Examine each line of the data. Copy the line if it includes the word "CircuitOpen".
[Extracted entries — start]
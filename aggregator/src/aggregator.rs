use crate::breaker::BreakerRegistry;
use crate::cache::ResultCache;
use crate::config::AggregatorConfig;
use crate::errors::CallError;
use crate::metrics_defs::{AGGREGATION_DURATION, BREAKER_REJECTED, UPSTREAM_CALLS};
use crate::record::{AggregateRecord, AggregationKey, DEGRADED_NOTE};
use crate::upstream::Upstreams;
use indexmap::IndexMap;
use shared::{counter, histogram};
use std::collections::{HashMap, HashSet};
use std::time::{Duration, Instant};
use tokio::task::JoinSet;
use tokio::time::{sleep, timeout};

/// Fans one aggregation request out to every configured upstream in parallel
/// and merges whatever came back into a single record.
///
/// Upstream failure never escapes this type: a failed, timed-out, or
/// short-circuited call leaves its section absent and marks the record
/// degraded. Callers always get a usable record back.
pub struct Aggregator {
    upstreams: Upstreams,
    breakers: BreakerRegistry,
    cache: ResultCache,
    call_timeout: Duration,
    request_deadline: Duration,
}

impl Aggregator {
    pub fn new(
        upstreams: Upstreams,
        breakers: BreakerRegistry,
        cache: ResultCache,
        call_timeout: Duration,
        request_deadline: Duration,
    ) -> Self {
        Aggregator {
            upstreams,
            breakers,
            cache,
            call_timeout,
            request_deadline,
        }
    }

    pub fn from_config(config: &AggregatorConfig) -> Self {
        Self::new(
            Upstreams::from_config(&config.upstreams),
            BreakerRegistry::new(config.breaker.clone()),
            ResultCache::new(&config.cache),
            config.call_timeout(),
            config.request_deadline(),
        )
    }

    /// Aggregate for `key`, consulting the result cache first.
    pub async fn get_aggregate(&self, key: &AggregationKey, trace_id: &str) -> AggregateRecord {
        if let Some(record) = self.cache.get(key) {
            tracing::debug!(trace_id, key = %key, "serving aggregate from cache");
            return record;
        }

        let started = Instant::now();
        let outcomes = self.fan_out(key, trace_id).await;
        let record = self.merge(outcomes);
        histogram!(AGGREGATION_DURATION).record(started.elapsed().as_secs_f64());

        // Degraded records are never cached; the next request for this key
        // re-queries the failed upstreams once their breakers allow it.
        if record.is_complete() {
            self.cache.insert(key, record.clone());
        } else {
            tracing::info!(trace_id, key = %key, "returning degraded aggregate");
        }

        record
    }

    /// Drops any cached record for the key, forcing the next request to
    /// re-query the upstreams.
    pub fn invalidate(&self, key: &AggregationKey) {
        self.cache.invalidate(key);
    }

    pub fn breakers(&self) -> &BreakerRegistry {
        &self.breakers
    }

    /// Issues the per-upstream calls concurrently and waits for all of them
    /// to settle, bounded by the request deadline. Upstreams whose breaker is
    /// open are settled immediately as `CircuitOpen` without being contacted.
    async fn fan_out(
        &self,
        key: &AggregationKey,
        trace_id: &str,
    ) -> HashMap<String, Result<serde_json::Value, CallError>> {
        let mut outcomes = HashMap::with_capacity(self.upstreams.len());
        let mut join_set = JoinSet::new();
        let mut pending = HashSet::new();

        for client in self.upstreams.iter() {
            let name = client.name().to_string();
            if !self.breakers.allow(&name) {
                tracing::debug!(trace_id, upstream = %name, "short-circuited by open breaker");
                counter!(BREAKER_REJECTED, "upstream" => name.clone()).increment(1);
                outcomes.insert(name.clone(), Err(CallError::CircuitOpen(name)));
                continue;
            }

            pending.insert(name.clone());
            let client = client.clone();
            let key = key.clone();
            let trace_id = trace_id.to_string();
            let call_timeout = self.call_timeout;
            join_set.spawn(async move {
                let result = match timeout(call_timeout, client.call(&key, &trace_id, call_timeout))
                    .await
                {
                    Ok(result) => result,
                    Err(_) => Err(CallError::Timeout(name.clone())),
                };
                (name, result)
            });
        }

        // Join-all barrier: the merged record is only assembled once every
        // call has settled. The pinned sleep bounds the wait so one hung
        // upstream cannot pin the whole request.
        let deadline = sleep(self.request_deadline);
        tokio::pin!(deadline);

        loop {
            tokio::select! {
                _ = &mut deadline => {
                    tracing::warn!(
                        trace_id,
                        pending = pending.len(),
                        "request deadline expired with upstream calls still pending"
                    );
                    break;
                }
                joined = join_set.join_next() => {
                    match joined {
                        Some(Ok((name, result))) => {
                            pending.remove(&name);
                            self.settle(&name, &result);
                            outcomes.insert(name, result);
                        }
                        Some(Err(e)) => tracing::error!(trace_id, "aggregation task panicked: {e}"),
                        None => break,
                    }
                }
            }
        }

        join_set.abort_all();

        // Calls abandoned at the deadline count as timeouts against their
        // breakers, same as a call that hit its own timeout.
        for name in pending.drain() {
            let result = Err(CallError::Timeout(name.clone()));
            self.settle(&name, &result);
            outcomes.insert(name, result);
        }

        outcomes
    }

    /// Reports a settled call to its breaker and the outcome counters. Only
    /// calls that were actually attempted reach here; breaker rejections
    /// must not feed back into the breaker that produced them.
    fn settle(&self, name: &str, result: &Result<serde_json::Value, CallError>) {
        match result {
            Ok(_) => {
                self.breakers.record_success(name);
                counter!(UPSTREAM_CALLS, "upstream" => name.to_string(), "outcome" => "success")
                    .increment(1);
            }
            Err(e) => {
                tracing::warn!(upstream = %name, error = %e, "upstream call failed");
                self.breakers.record_failure(name);
                counter!(UPSTREAM_CALLS, "upstream" => name.to_string(), "outcome" => e.kind())
                    .increment(1);
            }
        }
    }

    /// Assembles the record in configured upstream order. Failed sections
    /// stay absent; any absence marks the whole record degraded.
    fn merge(
        &self,
        mut outcomes: HashMap<String, Result<serde_json::Value, CallError>>,
    ) -> AggregateRecord {
        let mut sections = IndexMap::with_capacity(self.upstreams.len());
        let mut degraded = false;

        for client in self.upstreams.iter() {
            let name = client.name();
            match outcomes.remove(name) {
                Some(Ok(payload)) => {
                    sections.insert(name.to_string(), Some(payload));
                }
                _ => {
                    sections.insert(name.to_string(), None);
                    degraded = true;
                }
            }
        }

        AggregateRecord {
            sections,
            note: degraded.then(|| DEGRADED_NOTE.to_string()),
        }
    }
}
[Extracted entries — finish]
* [Response]:
    /// open are settled immediately as `CircuitOpen` without being contacted.
                outcomes.insert(name.clone(), Err(CallError::CircuitOpen(name)));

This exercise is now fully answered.